“Nova taxação representa risco a empregos e empresas”, diz Tarcísio à CNN
Governador diz que caberá ao governo federal negociar com a gestão de Donald Trump para proteger neste momento o interesse nacional

O governador de São Paulo, Tarcísio de Freitas, disse nesta terça-feira (2) à CNN que a proposta de uma nova taxação pelos Estados Unidos representa um risco aos empregos e empresas do Brasil.
De acordo com o governador, caberá ao governo federal negociar com a gestão de Donald Trump para proteger neste momento o interesse nacional.
“A possibilidade de nova taxação com base na investigação aberta no ano passado, com base na Seção 301, representa mais um risco para os empregos e empresas brasileiras”, observou Tarcísio.
O governador ainda avaliou que uma nova tarifa afetaria o agronegócio e a indústria, tendo como reflexo a elevação de preços e a diminuição do fluxo de exportações.

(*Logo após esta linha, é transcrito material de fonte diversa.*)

#[cfg(test)]
mod tests {
    use super::*;
    use crate::store::{OrgSession, RecordStore};
    use wiremock::matchers::{body_string, method, path};
    use wiremock::{Mock, MockServer, ResponseTemplate};

    fn rows(values: Vec<Value>) -> Vec<Row> {
        values
            .into_iter()
            .map(|v| v.as_object().cloned().unwrap())
            .collect()
    }

    #[test]
    fn encode_uses_crlf_union_header_and_flattens_newlines() {
        let upload = encode_rows(&rows(vec![
            json!({"Name": "Acme", "Description": "line one\nline two"}),
            json!({"Name": "Globex", "Phone": "555", "Active__c": true}),
        ]))
        .unwrap();
        assert_eq!(upload.columns, vec!["Name", "Description", "Phone", "Active__c"]);
        assert_eq!(
            upload.body,
            "Name,Description,Phone,Active__c\r\nAcme,line one line two,,\r\nGlobex,,555,true\r\n"
        );
    }

    #[test]
    fn poll_interval_doubles_up_to_max() {
        let policy = PollPolicy {
            initial: Duration::from_millis(500),
            max: Duration::from_millis(1500),
            timeout: Duration::from_secs(10),
        };
        assert_eq!(policy.next_interval(policy.initial), Duration::from_millis(1000));
        assert_eq!(
            policy.next_interval(Duration::from_millis(1000)),
            Duration::from_millis(1500)
        );
    }

    #[test]
    fn creates_are_matched_back_to_submission_order() {
        let upload = encode_rows(&rows(vec![
            json!({"LastName": "Ng"}),
            json!({"LastName": "Ortiz"}),
            json!({"LastName": "Ng"}),
        ]))
        .unwrap();
        let results = JobResults {
            succeeded: parse_results(
                "\"sf__Id\",\"sf__Created\",LastName\n003B,true,Ortiz\n003A,true,Ng\n",
            )
            .unwrap(),
            failed: parse_results("\"sf__Id\",\"sf__Error\",LastName\n,DUPLICATES_DETECTED:dupe,Ng\n")
                .unwrap(),
        };

        let outcomes = correlate_creates(&upload, &results);
        assert_eq!(outcomes.len(), 3);
        assert_eq!(outcomes[0].result, Ok("003A".to_string()));
        assert_eq!(outcomes[1].result, Ok("003B".to_string()));
        assert_eq!(
            outcomes[2].result,
            Err("DUPLICATES_DETECTED:dupe".to_string())
        );
    }

    #[test]
    fn unreported_rows_become_failures() {
        let upload = encode_rows(&rows(vec![
            json!({"Id": "001A", "ParentId": "001B"}),
            json!({"Id": "001C", "ParentId": "001B"}),
        ]))
        .unwrap();
        let results = JobResults {
            succeeded: parse_results("sf__Id,sf__Created,Id,ParentId\n001A,false,001A,001B\n").unwrap(),
            failed: Vec::new(),
        };
        let outcomes = correlate_writes(&upload, &results);
        assert_eq!(outcomes.len(), 2);
        assert!(outcomes.iter().any(|o| o.id == "001A" && o.result.is_ok()));
        assert!(outcomes.iter().any(|o| o.id == "001C" && o.result.is_err()));
    }

    fn store_for(server: &MockServer, timeout_secs: u64) -> SalesforceStore {
        let session = OrgSession {
            alias: "qa".into(),
            instance_url: server.uri(),
            access_token: "token".into(),
            api_version: "60.0".into(),
        };
        let settings = BulkSettings {
            poll_initial_ms: 5,
            poll_max_ms: 10,
            job_timeout_secs: timeout_secs,
            ..BulkSettings::default()
        };
        SalesforceStore::new(session, &settings).unwrap()
    }

    async fn mount_job_shell(server: &MockServer) {
        Mock::given(method("POST"))
            .and(path("/services/data/v60.0/jobs/ingest"))
            .respond_with(
                ResponseTemplate::new(200).set_body_json(json!({"id": "750J", "state": "Open"})),
            )
            .mount(server)
            .await;
        Mock::given(method("PUT"))
            .and(path("/services/data/v60.0/jobs/ingest/750J/batches"))
            .and(body_string("LastName\r\nNg\r\nOrtiz\r\n"))
            .respond_with(ResponseTemplate::new(201))
            .mount(server)
            .await;
        Mock::given(method("PATCH"))
            .and(path("/services/data/v60.0/jobs/ingest/750J"))
            .respond_with(ResponseTemplate::new(200).set_body_json(
                json!({"id": "750J", "state": "UploadComplete"}),
            ))
            .mount(server)
            .await;
    }

    #[tokio::test]
    async fn bulk_create_runs_full_job_lifecycle() {
        let server = MockServer::start().await;
        mount_job_shell(&server).await;
        Mock::given(method("GET"))
            .and(path("/services/data/v60.0/jobs/ingest/750J"))
            .respond_with(
                ResponseTemplate::new(200).set_body_json(json!({"id": "750J", "state": "InProgress"})),
            )
            .up_to_n_times(1)
            .mount(&server)
            .await;
        Mock::given(method("GET"))
            .and(path("/services/data/v60.0/jobs/ingest/750J"))
            .respond_with(ResponseTemplate::new(200).set_body_json(json!({
                "id": "750J",
                "state": "JobComplete",
                "numberRecordsProcessed": 2,
                "numberRecordsFailed": 1
            })))
            .mount(&server)
            .await;
        Mock::given(method("GET"))
            .and(path("/services/data/v60.0/jobs/ingest/750J/successfulResults/"))
            .respond_with(
                ResponseTemplate::new(200)
                    .set_body_string("\"sf__Id\",\"sf__Created\",\"LastName\"\n\"003N\",\"true\",\"Ng\"\n"),
            )
            .mount(&server)
            .await;
        Mock::given(method("GET"))
            .and(path("/services/data/v60.0/jobs/ingest/750J/failedResults/"))
            .respond_with(ResponseTemplate::new(200).set_body_string(
                "\"sf__Id\",\"sf__Error\",\"LastName\"\n\"\",\"REQUIRED_FIELD_MISSING:AccountId\",\"Ortiz\"\n",
            ))
            .mount(&server)
            .await;

        let store = store_for(&server, 30);
        let outcomes = store
            .bulk_create("Contact", &rows(vec![json!({"LastName": "Ng"}), json!({"LastName": "Ortiz"})]))
            .await
            .unwrap();
        assert_eq!(outcomes[0].result, Ok("003N".to_string()));
        assert!(outcomes[1].result.as_ref().unwrap_err().starts_with("REQUIRED_FIELD_MISSING"));
    }

    #[tokio::test]
    async fn failed_job_is_a_job_failure() {
        let server = MockServer::start().await;
        mount_job_shell(&server).await;
        Mock::given(method("GET"))
            .and(path("/services/data/v60.0/jobs/ingest/750J"))
            .respond_with(ResponseTemplate::new(200).set_body_json(json!({
                "id": "750J",
                "state": "Failed",
                "errorMessage": "InvalidBatch : Field name not found : Foo__c"
            })))
            .mount(&server)
            .await;

        let err = store_for(&server, 30)
            .bulk_create("Contact", &rows(vec![json!({"LastName": "Ng"}), json!({"LastName": "Ortiz"})]))
            .await
            .unwrap_err();
        assert!(err.is_job_failure());
        assert!(err.to_string().contains("Foo__c"));
    }

    #[tokio::test]
    async fn job_that_never_finishes_times_out() {
        let server = MockServer::start().await;
        mount_job_shell(&server).await;
        Mock::given(method("GET"))
            .and(path("/services/data/v60.0/jobs/ingest/750J"))
            .respond_with(
                ResponseTemplate::new(200).set_body_json(json!({"id": "750J", "state": "InProgress"})),
            )
            .mount(&server)
            .await;

        let mut store = store_for(&server, 1);
        store.poll.timeout = Duration::from_millis(40);
        let err = store
            .bulk_create("Contact", &rows(vec![json!({"LastName": "Ng"}), json!({"LastName": "Ortiz"})]))
            .await
            .unwrap_err();
        assert!(matches!(err, StoreError::JobTimeout { .. }));
    }
}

“Os Estados Unidos construíram parte relevante de sua prosperidade com uma economia mais aberta, tarifas baixas, inovação e mercado financeiro sofisticado. Agora seguem na direção oposta”, considerou.

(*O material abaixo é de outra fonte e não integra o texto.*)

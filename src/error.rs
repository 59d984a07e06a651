//! Run-level errors.
//!
//! Every error here ends the run. They are classified by what stopped it:
//! - FatalConfig: bad or missing settings, raised before any store is touched
//! - FatalSafety: the target could not be shown to be a sandbox
//! - FatalBatch: a bulk job failed wholesale or the session lapsed
//!
//! Row-level problems are not errors; they are [`crate::types::RowIssue`]s.

use thiserror::Error;

use crate::config::ConfigError;
use crate::dispatch::BatchFailure;
use crate::id_map::AlreadyMapped;
use crate::schema::SchemaError;
use crate::store::StoreError;
use crate::types::RecordKind;

#[derive(Debug, Error)]
pub enum MigrationError {
    #[error(transparent)]
    Config(#[from] ConfigError),

    #[error("Unsafe target: {0}")]
    UnsafeTarget(String),

    #[error("{kind} {operation} batch {} failed: {source}", .batch + 1)]
    BatchFailed {
        kind: RecordKind,
        operation: &'static str,
        batch: usize,
        source: StoreError,
    },

    #[error("Fetching {kind} records failed: {source}")]
    Fetch { kind: RecordKind, source: StoreError },

    #[error("{context}: {source}")]
    Store {
        context: String,
        source: StoreError,
    },

    #[error(transparent)]
    Schema(#[from] SchemaError),

    #[error("Placeholder {kind} could not be prepared: {reason}")]
    Placeholder { kind: RecordKind, reason: String },

    #[error("{count} {kind} record(s) still reference a placeholder after the update phase")]
    PlaceholderLeak { kind: RecordKind, count: usize },

    #[error(transparent)]
    IdentifierConflict(#[from] AlreadyMapped),

    #[error("Audit trail write failed: {0}")]
    Audit(#[from] csv::Error),
}

/// How a failed run is reported to the operator.
#[derive(Debug, Clone, Copy, PartialEq, Eq, serde::Serialize)]
#[serde(rename_all = "snake_case")]
pub enum ErrorClass {
    FatalConfig,
    FatalSafety,
    FatalBatch,
    Fatal,
}

impl MigrationError {
    pub fn store(context: impl Into<String>, source: StoreError) -> Self {
        MigrationError::Store {
            context: context.into(),
            source,
        }
    }

    fn store_error(&self) -> Option<&StoreError> {
        match self {
            MigrationError::BatchFailed { source, .. }
            | MigrationError::Fetch { source, .. }
            | MigrationError::Store { source, .. } => Some(source),
            MigrationError::Schema(SchemaError::Describe { source, .. }) => Some(source),
            _ => None,
        }
    }

    pub fn class(&self) -> ErrorClass {
        match self {
            MigrationError::Config(_) => ErrorClass::FatalConfig,
            MigrationError::UnsafeTarget(_) => ErrorClass::FatalSafety,
            MigrationError::BatchFailed { .. }
            | MigrationError::Placeholder { .. }
            | MigrationError::PlaceholderLeak { .. } => ErrorClass::FatalBatch,
            _ if self
                .store_error()
                .is_some_and(|e| e.is_auth_lapse() || e.is_job_failure()) =>
            {
                ErrorClass::FatalBatch
            }
            _ => ErrorClass::Fatal,
        }
    }

    /// Process exit code for this failure.
    pub fn exit_code(&self) -> i32 {
        match self.class() {
            ErrorClass::FatalConfig => 2,
            ErrorClass::FatalSafety => 3,
            ErrorClass::FatalBatch => 4,
            ErrorClass::Fatal => 1,
        }
    }

    pub fn recovery_suggestion(&self) -> &'static str {
        if self.store_error().is_some_and(StoreError::is_auth_lapse) {
            return "Re-authenticate with `sf org login web --alias <alias>` and rerun.";
        }
        match self {
            MigrationError::Config(_) => "Fix the setting named above in Sandcastle.json.",
            MigrationError::UnsafeTarget(_) => {
                "Point target_alias at a sandbox org. Production orgs are never written to."
            }
            MigrationError::BatchFailed { .. } => {
                "Check the run log and the bulk job in Setup, then rerun with deletion enabled."
            }
            MigrationError::Fetch { .. } | MigrationError::Store { .. } => {
                "Check connectivity and org permissions, then rerun."
            }
            MigrationError::Schema(_) => "Compare the object schemas of both orgs.",
            MigrationError::Placeholder { .. } => {
                "Check validation rules on the target object; placeholder records must be insertable."
            }
            MigrationError::PlaceholderLeak { .. } => {
                "Rerun with deletion enabled to clear the partially migrated records."
            }
            MigrationError::IdentifierConflict(_) => "Rerun against a cleaned target.",
            MigrationError::Audit(_) => "Check permissions and free space in the working directory.",
        }
    }
}

impl From<BatchFailure> for MigrationError {
    fn from(failure: BatchFailure) -> Self {
        MigrationError::BatchFailed {
            kind: failure.kind,
            operation: failure.operation,
            batch: failure.batch,
            source: failure.error,
        }
    }
}

#[cfg(test)]
mod tests {
    use super::*;

    #[test]
    fn taxonomy_maps_to_distinct_exit_codes() {
        let config: MigrationError = ConfigError::Missing("source_alias").into();
        assert_eq!(config.class(), ErrorClass::FatalConfig);
        assert_eq!(config.exit_code(), 2);

        let unsafe_target = MigrationError::UnsafeTarget("production org".into());
        assert_eq!(unsafe_target.class(), ErrorClass::FatalSafety);
        assert_eq!(unsafe_target.exit_code(), 3);

        let batch: MigrationError = BatchFailure {
            kind: RecordKind::Contact,
            operation: "create",
            batch: 1,
            error: StoreError::Unexpected("boom".into()),
        }
        .into();
        assert_eq!(batch.class(), ErrorClass::FatalBatch);
        assert_eq!(batch.exit_code(), 4);
        assert_eq!(batch.to_string(), "Contact create batch 2 failed: Unexpected response: boom");
    }

    #[test]
    fn auth_lapse_anywhere_is_a_batch_failure() {
        let err = MigrationError::Fetch {
            kind: RecordKind::Quote,
            source: StoreError::AuthExpired("prod".into()),
        };
        assert_eq!(err.class(), ErrorClass::FatalBatch);
        assert!(err.recovery_suggestion().contains("sf org login"));

        let other = MigrationError::store("Loading portal users", StoreError::Unexpected("x".into()));
        assert_eq!(other.class(), ErrorClass::Fatal);
        assert_eq!(other.exit_code(), 1);
    }
}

Tarcisio também afirmou que o aumento do protecionismo reflete uma combinação de temor dos efeitos da desindustrialização com a preocupação geopolítica e percepção de dependência excessiva de cadeias externas, especialmente em setores como fármacos, minerais críticos, aço e defesa.
“Caberá à diplomacia brasileira, sob orientação do governo federal, entender os objetivos e interesses que estão por trás da medida e conduzir a negociação para preservar o interesse nacional”, disse.
O USTR (Representante Comercial dos Estados Unidos) propôs, em documento divulgado no final da noite desta segunda-feira (1°), a imposição de tarifas de 25% sobre todas as importações do Brasil, exceto para mercadorias que se enquadram como "sujeitas às tarifas de segurança nacional".
Antes de adotar aplicação definitiva de qualquer sanção ou medida, o governo americano realizará consultas públicas e audiências.
O Escritório do Representante Comercial dos Estados Unidos realizará uma audiência sobre a ação proposta em 6 de julho de 2026.
Já o dia 15 de julho é o prazo limite para a definição e aplicação das classificadas como "medidas corretivas" contra o Brasil.